Action item: Reproduce the entries below, please. Keep every character the same.
..............................
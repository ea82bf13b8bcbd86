//! Deterministic in-memory transport for tests.

use std::collections::VecDeque;
use std::sync::Arc;

use async_stream::stream;
use async_trait::async_trait;
use bytes::Bytes;
use parking_lot::Mutex;
use tokio::sync::Notify;

use super::{RequestDescriptor, Transport, TransportResponse};
use crate::error::{Result, StreamError};

/// Holds a scripted body open until released.
#[derive(Debug, Clone, Default)]
pub struct Gate {
    notify: Arc<Notify>,
}

impl Gate {
    pub fn new() -> Self {
        Self::default()
    }

    /// Let the waiting stream continue. Releasing before the stream reaches
    /// the gate is fine; the permit is kept.
    pub fn release(&self) {
        self.notify.notify_one();
    }

    async fn wait(&self) {
        self.notify.notified().await;
    }
}

/// One step of a scripted response body.
#[derive(Debug, Clone)]
pub enum ScriptStep {
    /// Deliver these bytes as one chunk.
    Chunk(Bytes),
    /// Fail the body with a transport error.
    Fail(String),
    /// Pause until the gate is released.
    Wait(Gate),
}

/// A canned response.
#[derive(Debug, Clone)]
pub struct ScriptedResponse {
    status: u16,
    steps: Vec<ScriptStep>,
    connect_error: Option<String>,
}

impl ScriptedResponse {
    /// `200 OK` delivering `chunks` one by one.
    pub fn chunks<I, S>(chunks: I) -> Self
    where
        I: IntoIterator<Item = S>,
        S: AsRef<str>,
    {
        Self {
            status: 200,
            steps: chunks
                .into_iter()
                .map(|chunk| ScriptStep::Chunk(Bytes::copy_from_slice(chunk.as_ref().as_bytes())))
                .collect(),
            connect_error: None,
        }
    }

    /// Non-success status with a single-chunk body.
    pub fn status(status: u16, body: impl Into<String>) -> Self {
        Self {
            status,
            steps: vec![ScriptStep::Chunk(Bytes::from(body.into()))],
            connect_error: None,
        }
    }

    /// The request never reaches a server.
    pub fn connect_error(message: impl Into<String>) -> Self {
        Self {
            status: 0,
            steps: Vec::new(),
            connect_error: Some(message.into()),
        }
    }

    pub fn then_bytes(mut self, bytes: impl Into<Bytes>) -> Self {
        self.steps.push(ScriptStep::Chunk(bytes.into()));
        self
    }

    pub fn then_chunk(self, chunk: impl AsRef<str>) -> Self {
        self.then_bytes(Bytes::copy_from_slice(chunk.as_ref().as_bytes()))
    }

    pub fn then_fail(mut self, message: impl Into<String>) -> Self {
        self.steps.push(ScriptStep::Fail(message.into()));
        self
    }

    pub fn then_wait(mut self, gate: &Gate) -> Self {
        self.steps.push(ScriptStep::Wait(gate.clone()));
        self
    }
}

/// Replays scripted responses in order and records every request it sees.
#[derive(Debug, Clone, Default)]
pub struct ScriptedTransport {
    responses: Arc<Mutex<VecDeque<ScriptedResponse>>>,
    requests: Arc<Mutex<Vec<RequestDescriptor>>>,
}

impl ScriptedTransport {
    pub fn new(responses: impl IntoIterator<Item = ScriptedResponse>) -> Self {
        Self {
            responses: Arc::new(Mutex::new(responses.into_iter().collect())),
            requests: Arc::new(Mutex::new(Vec::new())),
        }
    }

    pub fn push(&self, response: ScriptedResponse) {
        self.responses.lock().push_back(response);
    }

    pub fn requests(&self) -> Vec<RequestDescriptor> {
        self.requests.lock().clone()
    }
}

#[async_trait]
impl Transport for ScriptedTransport {
    async fn send(&self, request: RequestDescriptor) -> Result<TransportResponse> {
        self.requests.lock().push(request);

        let response = self
            .responses
            .lock()
            .pop_front()
            .ok_or_else(|| StreamError::transport(None, "no scripted response left"))?;

        if let Some(message) = response.connect_error {
            return Err(StreamError::transport(None, message));
        }

        let steps = response.steps;
        let body = stream! {
            for step in steps {
                match step {
                    ScriptStep::Chunk(bytes) => yield Ok(bytes),
                    ScriptStep::Fail(message) => {
                        yield Err(message);
                        return;
                    }
                    ScriptStep::Wait(gate) => gate.wait().await,
                }
            }
        };

        Ok(TransportResponse {
            status: response.status,
            body: Box::pin(body),
        })
    }
}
..............................
Completed task:
repository ea82bf13b8bcbd86
//! Deterministic in-memory transport for tests.

use std::collections::VecDeque;
use std::sync::Arc;

use async_stream::stream;
use async_trait::async_trait;
use bytes::Bytes;
use parking_lot::Mutex;
use tokio::sync::Notify;

use super::{RequestDescriptor, Transport, TransportResponse};
use crate::error::{Result, StreamError};

/// Holds a scripted body open until released.
#[derive(Debug, Clone, Default)]
pub struct Gate {
    notify: Arc<Notify>,
}

impl Gate {
    pub fn new() -> Self {
        Self::default()
    }

    /// Let the waiting stream continue. Releasing before the stream reaches
    /// the gate is fine; the permit is kept.
    pub fn release(&self) {
        self.notify.notify_one();
    }

    async fn wait(&self) {
        self.notify.notified().await;
    }
}

/// One step of a scripted response body.
#[derive(Debug, Clone)]
pub enum ScriptStep {
    /// Deliver these bytes as one chunk.
    Chunk(Bytes),
    /// Fail the body with a transport error.
    Fail(String),
    /// Pause until the gate is released.
    Wait(Gate),
}

/// A canned response.
#[derive(Debug, Clone)]
pub struct ScriptedResponse {
    status: u16,
    steps: Vec<ScriptStep>,
    connect_error: Option<String>,
}

impl ScriptedResponse {
    /// `200 OK` delivering `chunks` one by one.
    pub fn chunks<I, S>(chunks: I) -> Self
    where
        I: IntoIterator<Item = S>,
        S: AsRef<str>,
    {
        Self {
            status: 200,
            steps: chunks
                .into_iter()
                .map(|chunk| ScriptStep::Chunk(Bytes::copy_from_slice(chunk.as_ref().as_bytes())))
                .collect(),
            connect_error: None,
        }
    }

    /// Non-success status with a single-chunk body.
    pub fn status(status: u16, body: impl Into<String>) -> Self {
        Self {
            status,
            steps: vec![ScriptStep::Chunk(Bytes::from(body.into()))],
            connect_error: None,
        }
    }

    /// The request never reaches a server.
    pub fn connect_error(message: impl Into<String>) -> Self {
        Self {
            status: 0,
            steps: Vec::new(),
            connect_error: Some(message.into()),
        }
    }

    pub fn then_bytes(mut self, bytes: impl Into<Bytes>) -> Self {
        self.steps.push(ScriptStep::Chunk(bytes.into()));
        self
    }

    pub fn then_chunk(self, chunk: impl AsRef<str>) -> Self {
        self.then_bytes(Bytes::copy_from_slice(chunk.as_ref().as_bytes()))
    }

    pub fn then_fail(mut self, message: impl Into<String>) -> Self {
        self.steps.push(ScriptStep::Fail(message.into()));
        self
    }

    pub fn then_wait(mut self, gate: &Gate) -> Self {
        self.steps.push(ScriptStep::Wait(gate.clone()));
        self
    }
}

/// Replays scripted responses in order and records every request it sees.
#[derive(Debug, Clone, Default)]
pub struct ScriptedTransport {
    responses: Arc<Mutex<VecDeque<ScriptedResponse>>>,
    requests: Arc<Mutex<Vec<RequestDescriptor>>>,
}

impl ScriptedTransport {
    pub fn new(responses: impl IntoIterator<Item = ScriptedResponse>) -> Self {
        Self {
            responses: Arc::new(Mutex::new(responses.into_iter().collect())),
            requests: Arc::new(Mutex::new(Vec::new())),
        }
    }

    pub fn push(&self, response: ScriptedResponse) {
        self.responses.lock().push_back(response);
    }

    pub fn requests(&self) -> Vec<RequestDescriptor> {
        self.requests.lock().clone()
    }
}

#[async_trait]
impl Transport for ScriptedTransport {
    async fn send(&self, request: RequestDescriptor) -> Result<TransportResponse> {
        self.requests.lock().push(request);

        let response = self
            .responses
            .lock()
            .pop_front()
            .ok_or_else(|| StreamError::transport(None, "no scripted response left"))?;

        if let Some(message) = response.connect_error {
            return Err(StreamError::transport(None, message));
        }

        let steps = response.steps;
        let body = stream! {
            for step in steps {
                match step {
                    ScriptStep::Chunk(bytes) => yield Ok(bytes),
                    ScriptStep::Fail(message) => {
                        yield Err(message);
                        return;
                    }
                    ScriptStep::Wait(gate) => gate.wait().await,
                }
            }
        };

        Ok(TransportResponse {
            status: response.status,
            body: Box::pin(body),
        })
    }
}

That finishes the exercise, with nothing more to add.